Comment by raw_anon_1111
2 days ago
AI assistants can’t magically “do stuff” without “tools” exposed. A tool is always an API that someone has to write an expose to the orchestrator whether it’s AI or just a dumb intent system.
And ChatGPT can’t really “do anything” without access to tools.
You don’t want an LLM to have access to your total system without deterministic guardrails and limiting the permissions of what the tools can do just like you wouldn’t expose your entire database with admin privileges to the web.
You also don’t want to expose too many tools to the system. Every tool you expose you also have to have a description of what the tool does, the parameters it needs etc. Ot will both blow up your context window and start hallucinating. I suspect that’s why Alexa and Google Assistant got worse when they became LLM based and my narrow use cases don’t suffer those problems when I started implementing LLM based solutions.

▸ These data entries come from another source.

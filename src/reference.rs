//! Reference matrix built from the cover text.
//!
//! The matrix is `[sentence][word][char]`, at most `N` on every axis. It is
//! rebuilt on every encode and decode and must come out identical for the
//! same cover text, so building is pure and deterministic.

use crate::{Location, N};
use log::debug;

/// Filler for words shorter than `N` characters.
pub const PAD: char = ' ';

/// Only a full stop ends a sentence; `!` and `?` stay inside it.
const SENTENCE_TERMINATOR: char = '.';

#[derive(Debug, Clone, Default, PartialEq, Eq)]
pub struct ReferenceMatrix {
    sentences: Vec<Vec<[char; N]>>,
}

impl ReferenceMatrix {
    /// Short cover text is not an error; the matrix simply has fewer
    /// sentences or words.
    pub fn build(cover_text: &str) -> Self {
        let normalized = cover_text.replace('\n', " ");

        let sentences: Vec<Vec<[char; N]>> = normalized
            .split_inclusive(SENTENCE_TERMINATOR)
            .map(str::trim)
            .filter(|s| !s.is_empty())
            .take(N)
            .map(split_words)
            .collect();

        debug!(
            "reference matrix: {} sentences, {} words",
            sentences.len(),
            sentences.iter().map(Vec::len).sum::<usize>()
        );

        Self { sentences }
    }

    pub fn sentence_count(&self) -> usize {
        self.sentences.len()
    }

    /// Number of words kept for `sentence`, zero if the sentence is absent.
    pub fn word_count(&self, sentence: usize) -> usize {
        self.sentences.get(sentence).map_or(0, Vec::len)
    }

    pub fn word(&self, sentence: usize, word: usize) -> Option<&[char; N]> {
        self.sentences.get(sentence)?.get(word)
    }

    pub fn get(&self, location: Location) -> Option<char> {
        self.word(location.sentence, location.word)?
            .get(location.char_index)
            .copied()
    }

    /// Every stored character with its location, in sentence, word, char order.
    pub fn iter(&self) -> impl Iterator<Item = (Location, char)> + '_ {
        self.sentences.iter().enumerate().flat_map(|(s, words)| {
            words.iter().enumerate().flat_map(move |(w, chars)| {
                chars
                    .iter()
                    .enumerate()
                    .map(move |(c, ch)| (Location::new(s, w, c), *ch))
            })
        })
    }
}

fn split_words(sentence: &str) -> Vec<[char; N]> {
    sentence
        .replace(',', "")
        .split_whitespace()
        .filter(|word| word.chars().count() <= N)
        .take(N)
        .map(pad_word)
        .collect()
}

fn pad_word(word: &str) -> [char; N] {
    let mut padded = [PAD; N];
    for (slot, ch) in padded.iter_mut().zip(word.chars()) {
        *slot = ch;
    }
    padded
}
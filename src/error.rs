use std::collections::BTreeSet;
use thiserror::Error;

pub type Result<T> = std::result::Result<T, Error>;

#[derive(Debug, Error)]
pub enum Error {
    /// Secret characters that occur nowhere in the reference matrix.
    #[error("characters missing from cover text: {}", join_chars(.missing))]
    MissingCharacters { missing: BTreeSet<char> },

    #[error("image too small: need {required} bits, but only {available} available")]
    CapacityExceeded { required: usize, available: usize },

    #[error("no payload delimiter found after reading {bits_read} bits")]
    DelimiterNotFound { bits_read: usize },

    #[error("failed to parse embedded sequence map: {reason}")]
    PayloadParse { reason: String },

    #[error("invalid board: {reason}")]
    InvalidBoard { reason: String },

    /// A board value points past the end of its word, or at a word or
    /// sentence the cover text does not have.
    #[error("board cell ({row}, {col}) with value {value} has no entry in the reference matrix")]
    ReferenceLookup { row: usize, col: usize, value: u8 },

    #[error("pixel buffer of {len} bytes is not RGBA")]
    InvalidPixelBuffer { len: usize },

    #[error("failed to serialize sequence map: {0}")]
    Serialize(#[from] serde_json::Error),

    #[error("image error: {0}")]
    Image(#[from] image::ImageError),

    #[error("I/O error: {0}")]
    Io(#[from] std::io::Error),
}

fn join_chars(chars: &BTreeSet<char>) -> String {
    chars
        .iter()
        .map(|c| format!("{:?}", c))
        .collect::<Vec<_>>()
        .join(", ")
}
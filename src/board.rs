use crate::error::{Error, Result};
use crate::{Cell, BLOCK, N};
use serde::{Deserialize, Serialize};
use std::convert::TryFrom;
use std::fmt;

/// 9×9 grid, `0` for an empty cell, `1..=9` otherwise.
///
/// Serialized as a JSON array of nine rows of nine integers, the form the
/// board is copied and pasted in.
#[derive(Debug, Copy, Clone, Eq, PartialEq, Default, Serialize, Deserialize)]
#[serde(try_from = "Vec<Vec<u8>>", into = "Vec<Vec<u8>>")]
pub struct Board {
    cells: [[u8; N]; N],
}

impl Board {
    pub fn new() -> Self {
        Self::default()
    }

    pub fn from_rows(rows: [[u8; N]; N]) -> Result<Self> {
        for (r, row) in rows.iter().enumerate() {
            for (c, value) in row.iter().enumerate() {
                if *value as usize > N {
                    return Err(Error::InvalidBoard {
                        reason: format!("value {} at ({}, {}) is outside 0..={}", value, r, c, N),
                    });
                }
            }
        }
        Ok(Self { cells: rows })
    }

    pub fn from_json(json: &str) -> Result<Self> {
        serde_json::from_str(json).map_err(|err| Error::InvalidBoard {
            reason: err.to_string(),
        })
    }

    pub fn to_json(&self) -> Result<String> {
        Ok(serde_json::to_string(self)?)
    }

    pub fn rows(&self) -> &[[u8; N]; N] {
        &self.cells
    }

    pub fn get(&self, cell: Cell) -> u8 {
        self.cells[cell.row][cell.col]
    }

    pub fn is_empty_at(&self, cell: Cell) -> bool {
        self.get(cell) == 0
    }

    pub(crate) fn set(&mut self, cell: Cell, value: u8) {
        self.cells[cell.row][cell.col] = value;
    }

    pub(crate) fn clear(&mut self, cell: Cell) {
        self.set(cell, 0);
    }

    pub fn filled(&self) -> usize {
        self.cells.iter().flatten().filter(|v| **v != 0).count()
    }

    /// Occurrences of `value` in the row, column and box of `cell`. A cell
    /// can count more than once when it shares the row or column with `cell`
    /// and also sits in its box.
    pub fn count_conflicts(&self, cell: Cell, value: u8) -> usize {
        let in_row = (0..N).filter(|c| self.cells[cell.row][*c] == value).count();
        let in_col = (0..N).filter(|r| self.cells[*r][cell.col] == value).count();
        let in_box = box_cells(cell)
            .filter(|other| self.get(*other) == value)
            .count();
        in_row + in_col + in_box
    }

    /// No other cell in the row, column or box of `cell` holds `value`.
    pub fn is_safe(&self, cell: Cell, value: u8) -> bool {
        for i in 0..N {
            if self.cells[cell.row][i] == value || self.cells[i][cell.col] == value {
                return false;
            }
        }
        box_cells(cell).all(|other| self.get(other) != value)
    }

    /// Empty and safe; the placement test used by the generator.
    pub fn accepts(&self, cell: Cell, value: u8) -> bool {
        self.is_empty_at(cell) && self.is_safe(cell, value)
    }

    /// True when no two non-empty cells break a row, column or box rule.
    pub fn is_consistent(&self) -> bool {
        (0..N).all(|row| {
            (0..N).all(|col| {
                let cell = Cell::new(row, col);
                let value = self.get(cell);
                if value == 0 {
                    return true;
                }
                let mut copy = *self;
                copy.clear(cell);
                copy.is_safe(cell, value)
            })
        })
    }
}

fn box_cells(cell: Cell) -> impl Iterator<Item = Cell> {
    let top = (cell.row / BLOCK) * BLOCK;
    let left = (cell.col / BLOCK) * BLOCK;
    (0..BLOCK).flat_map(move |r| (0..BLOCK).map(move |c| Cell::new(top + r, left + c)))
}

impl TryFrom<Vec<Vec<u8>>> for Board {
    type Error = Error;

    fn try_from(rows: Vec<Vec<u8>>) -> Result<Self> {
        if rows.len() != N {
            return Err(Error::InvalidBoard {
                reason: format!("expected {} rows, got {}", N, rows.len()),
            });
        }

        let mut cells = [[0; N]; N];
        for (r, row) in rows.iter().enumerate() {
            if row.len() != N {
                return Err(Error::InvalidBoard {
                    reason: format!("row {} has {} values, expected {}", r, row.len(), N),
                });
            }
            cells[r].copy_from_slice(row);
        }

        Board::from_rows(cells)
    }
}

impl From<Board> for Vec<Vec<u8>> {
    fn from(board: Board) -> Self {
        board.cells.iter().map(|row| row.to_vec()).collect()
    }
}

impl fmt::Display for Board {
    fn fmt(&self, f: &mut fmt::Formatter<'_>) -> fmt::Result {
        for row in self.cells.iter() {
            let line = row
                .iter()
                .map(|v| v.to_string())
                .collect::<Vec<_>>()
                .join(" ");
            writeln!(f, "{}", line)?;
        }
        Ok(())
    }
}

And I am purposefully yada yada yadaing some of the technical complexities and I hate the entire “appeal to authority” thing. But I worked at AWS for 3.5 years until 2 years ago and I was at one point the second highest contributor to a popular open source “AWS Solution” that almost everyone in the niche had heard of dealing with voice automation. I really do know about this space.
yeah, there's just really nothing left to discuss. Apple could have been a real leader in the AI space had they hired the right researchers to implement LLMs and beaten OpenAI to the punch.
I understand that AI assitants need access to tools in order to do anything on a computer, I've been working with AI augmented development for a few months now and everytime I need a prompt to run a tool it asks for permission first, or just straight up gives me the command to paste into a terminal.
ideally this would have been abstracted away if siri were an LLM, with Apple controlling which apis siri has access to and bipassing user confirmation all together.
It would have been neat if I were able to say, "Hey, Siri: send a text to John Smith with a playfully angry prose thanking him for not inviting me to the party". which would have the LLM automatically craft the message and send upon confirmation, perhaps with a disclaimer "made with ai" at the bottom of the text or something along those lines.
"Hey, Siri: What's the weather in Los Angeles, California" would fallback to a web api endpoint.
"Hey, Siri: How do I compile my C# application without Visual Studio" would provide step-by-step instructions on working with MSBUILD.
different prompts would fallback on different apis that only Apple would expose. Obviously not allowing the user to gain root access to the system, which is what you would expect from Apple.
I guess from a purely technical standpoint, you'd train two models, one as "Safe" and the other as "Unsafe". "Safe" is what would be used by the end-user, allowing them to access safe data, apis, messaging, web.. you name it. "Unsafe" would be used internally at Apple and would have system-wide access, access to unlimited user data, root privileges, perhaps unsafe image generation and web search... basically no limit to what an LLM could achieve.
And spend billions and billions of dollars to get - a better Siri?
That's my point, Apple has invested so much into Siri that there's no reason why it's not the most advanced LLM in the world. They missed the mark completely. Why? If Jobs were still in charge, the entire team would have been gone years ago.